▸ Instructions to follow
Only the lines of the data below from the one with "let shown = path.display().to_string();" through the one with "let bar = Bar" are wanted. Repeat them exactly.

▸ Information shown
//! CSV file price adapter.
//!
//! One file per instrument, `<dir>/<SYMBOL>.csv`, with a header row naming
//! at least `date,open,high,low,close` (case-insensitive, any order; extra
//! columns such as `adj close` are ignored, a missing `volume` reads as 0).

use crate::domain::error::SignaldeskError;
use crate::domain::ohlcv::Bar;
use crate::ports::data_port::DataPort;
use chrono::{NaiveDate, NaiveDateTime};
use std::fs;
use std::path::PathBuf;
use tracing::{debug, warn};

const DATE_FORMATS: [&str; 2] = ["%Y-%m-%d %H:%M:%S", "%Y-%m-%dT%H:%M:%S"];

pub struct CsvAdapter {
    base_path: PathBuf,
}

struct Columns {
    date: usize,
    open: usize,
    high: usize,
    low: usize,
    close: usize,
    volume: Option<usize>,
}

impl Columns {
    fn from_headers(headers: &csv::StringRecord, path: &str) -> Result<Self, SignaldeskError> {
        let find = |name: &str| {
            headers
                .iter()
                .position(|h| h.trim().eq_ignore_ascii_case(name))
        };
        let require = |name: &str| {
            find(name).ok_or_else(|| SignaldeskError::Data {
                reason: format!("{}: missing {} column", path, name),
            })
        };
        Ok(Columns {
            date: require("date")?,
            open: require("open")?,
            high: require("high")?,
            low: require("low")?,
            close: require("close")?,
            volume: find("volume"),
        })
    }
}

pub(crate) fn parse_timestamp(raw: &str) -> Option<NaiveDateTime> {
    let raw = raw.trim();
    if let Ok(date) = NaiveDate::parse_from_str(raw, "%Y-%m-%d") {
        return date.and_hms_opt(0, 0, 0);
    }
    DATE_FORMATS
        .iter()
        .find_map(|fmt| NaiveDateTime::parse_from_str(raw, fmt).ok())
}

/// Unparseable or empty numbers become NaN so ingestion drops the bar.
fn parse_number(record: &csv::StringRecord, index: usize) -> f64 {
    record
        .get(index)
        .and_then(|v| v.trim().parse::<f64>().ok())
        .unwrap_or(f64::NAN)
}

impl CsvAdapter {
    pub fn new(base_path: PathBuf) -> Self {
        Self { base_path }
    }

    fn csv_path(&self, symbol: &str) -> PathBuf {
        self.base_path.join(format!("{}.csv", symbol))
    }
}

impl DataPort for CsvAdapter {
    fn fetch_bars(
        &self,
        symbol: &str,
        start: Option<NaiveDate>,
        end: Option<NaiveDate>,
    ) -> Result<Vec<Bar>, SignaldeskError> {
        let path = self.csv_path(symbol);
        if !path.is_file() {
            return Err(SignaldeskError::NoData {
                symbol: symbol.to_string(),
            });
        }
        let shown = path.display().to_string();

        let mut rdr = csv::Reader::from_path(&path)?;
        let columns = Columns::from_headers(rdr.headers()?, &shown)?;
        let mut bars = Vec::new();
        let mut unparsed = 0usize;

        for (line, result) in rdr.records().enumerate() {
            let record = result?;
            let raw_date = record.get(columns.date).unwrap_or("");
            let timestamp = parse_timestamp(raw_date).ok_or_else(|| SignaldeskError::Data {
                reason: format!("{} row {}: invalid date {:?}", shown, line + 1, raw_date),
            })?;

            let date = timestamp.date();
            if start.is_some_and(|s| date < s) || end.is_some_and(|e| date > e) {
                continue;
            }

            let bar = Bar {
                timestamp,
                open: parse_number(&record, columns.open),
                high: parse_number(&record, columns.high),
                low: parse_number(&record, columns.low),
                close: parse_number(&record, columns.close),
                volume: columns.volume.map_or(0.0, |i| parse_number(&record, i)),
            };
            if bar.check().is_err() {
                unparsed += 1;
            }
            bars.push(bar);
        }

        if unparsed > 0 {
            warn!(symbol, rows = unparsed, "rows with missing or invalid prices");
        }
        debug!(symbol, bars = bars.len(), path = %shown, "loaded csv");

        bars.sort_by_key(|b| b.timestamp);
        Ok(bars)
    }

    fn list_symbols(&self) -> Result<Vec<String>, SignaldeskError> {
        let entries = fs::read_dir(&self.base_path).map_err(|e| SignaldeskError::Data {
            reason: format!(
                "failed to read directory {}: {}",
                self.base_path.display(),
                e
            ),
        })?;

        let mut symbols = Vec::new();
        for entry in entries {
            let entry = entry?;
            let path = entry.path();
            if !path.is_file() || path.extension().is_none_or(|ext| ext != "csv") {
                continue;
            }
            if let Some(stem) = path.file_stem() {
                symbols.push(stem.to_string_lossy().into_owned());
            }
        }

        symbols.sort();
        Ok(symbols)
    }
}

#[cfg(test)]
mod tests {
    use super::*;
    use tempfile::TempDir;

    fn setup_test_data() -> (TempDir, PathBuf) {
        let dir = TempDir::new().unwrap();
        let path = dir.path().to_path_buf();

        let csv_content = "date,open,high,low,close,volume\n\
            2024-01-17,110.0,120.0,105.0,115.0,55000\n\
            2024-01-15,100.0,110.0,90.0,105.0,50000\n\
            2024-01-16,105.0,115.0,100.0,110.0,60000\n";

        fs::write(path.join("BHP.csv"), csv_content).unwrap();
        fs::write(path.join("CBA.csv"), "date,open,high,low,close,volume\n").unwrap();
        fs::write(path.join("notes.txt"), "not a price file").unwrap();

        (dir, path)
    }

    fn day(d: u32) -> NaiveDate {
        NaiveDate::from_ymd_opt(2024, 1, d).unwrap()
    }

    #[test]
    fn fetch_bars_returns_sorted_data() {
        let (_dir, path) = setup_test_data();
        let adapter = CsvAdapter::new(path);

        let bars = adapter.fetch_bars("BHP", None, None).unwrap();

        assert_eq!(bars.len(), 3);
        assert_eq!(bars[0].timestamp, day(15).and_hms_opt(0, 0, 0).unwrap());
        assert_eq!(bars[0].open, 100.0);
        assert_eq!(bars[0].high, 110.0);
        assert_eq!(bars[0].low, 90.0);
        assert_eq!(bars[0].close, 105.0);
        assert_eq!(bars[0].volume, 50000.0);
        assert_eq!(bars[2].close, 115.0);
    }

    #[test]
    fn fetch_bars_filters_by_date() {
        let (_dir, path) = setup_test_data();
        let adapter = CsvAdapter::new(path);

        let bars = adapter
            .fetch_bars("BHP", Some(day(16)), Some(day(16)))
            .unwrap();
        assert_eq!(bars.len(), 1);
        assert_eq!(bars[0].close, 110.0);

        let bars = adapter.fetch_bars("BHP", Some(day(16)), None).unwrap();
        assert_eq!(bars.len(), 2);
    }

    #[test]
    fn fetch_bars_missing_file_is_no_data() {
        let (_dir, path) = setup_test_data();
        let adapter = CsvAdapter::new(path);
        let err = adapter.fetch_bars("XYZ", None, None).unwrap_err();
        assert!(matches!(err, SignaldeskError::NoData { symbol } if symbol == "XYZ"));
    }

    #[test]
    fn bad_numbers_become_nan() {
        let dir = TempDir::new().unwrap();
        fs::write(
            dir.path().join("KO.csv"),
            "Date,Open,High,Low,Close,Adj Close,Volume\n\
             2024-02-01,60,61,59,60.5,60.1,1000\n\
             2024-02-02,60,,59,60.5,60.1,1000\n",
        )
        .unwrap();
        let adapter = CsvAdapter::new(dir.path().to_path_buf());
        let bars = adapter.fetch_bars("KO", None, None).unwrap();
        assert_eq!(bars.len(), 2);
        assert!(bars[0].check().is_ok());
        assert!(bars[1].high.is_nan());
    }

    #[test]
    fn invalid_date_is_data_error() {
        let dir = TempDir::new().unwrap();
        fs::write(
            dir.path().join("KO.csv"),
            "date,open,high,low,close,volume\nyesterday,1,1,1,1,1\n",
        )
        .unwrap();
        let adapter = CsvAdapter::new(dir.path().to_path_buf());
        let err = adapter.fetch_bars("KO", None, None).unwrap_err();
        assert!(matches!(err, SignaldeskError::Data { .. }));
    }

    #[test]
    fn missing_column_is_data_error() {
        let dir = TempDir::new().unwrap();
        fs::write(dir.path().join("KO.csv"), "date,open,high,low\n2024-01-01,1,1,1\n").unwrap();
        let adapter = CsvAdapter::new(dir.path().to_path_buf());
        let err = adapter.fetch_bars("KO", None, None).unwrap_err();
        assert!(matches!(err, SignaldeskError::Data { reason } if reason.contains("close")));
    }

    #[test]
    fn intraday_timestamps_parse() {
        let ts = parse_timestamp("2024-03-01 09:30:00").unwrap();
        assert_eq!(ts.date(), NaiveDate::from_ymd_opt(2024, 3, 1).unwrap());
        assert!(parse_timestamp("2024-03-01T09:30:00").is_some());
        assert!(parse_timestamp("03/01/2024").is_none());
    }

    #[test]
    fn list_symbols_returns_csv_stems() {
        let (_dir, path) = setup_test_data();
        let adapter = CsvAdapter::new(path);
        assert_eq!(adapter.list_symbols().unwrap(), vec!["BHP", "CBA"]);
    }

    #[test]
    fn list_symbols_missing_dir() {
        let adapter = CsvAdapter::new(PathBuf::from("/nonexistent/prices"));
        assert!(adapter.list_symbols().is_err());
    }
}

▸ Result of this exercise
        let shown = path.display().to_string();

        let mut rdr = csv::Reader::from_path(&path)?;
        let columns = Columns::from_headers(rdr.headers()?, &shown)?;
        let mut bars = Vec::new();
        let mut unparsed = 0usize;

        for (line, result) in rdr.records().enumerate() {
            let record = result?;
            let raw_date = record.get(columns.date).unwrap_or("");
            let timestamp = parse_timestamp(raw_date).ok_or_else(|| SignaldeskError::Data {
                reason: format!("{} row {}: invalid date {:?}", shown, line + 1, raw_date),
            })?;

            let date = timestamp.date();
            if start.is_some_and(|s| date < s) || end.is_some_and(|e| date > e) {
                continue;
            }

            let bar = Bar {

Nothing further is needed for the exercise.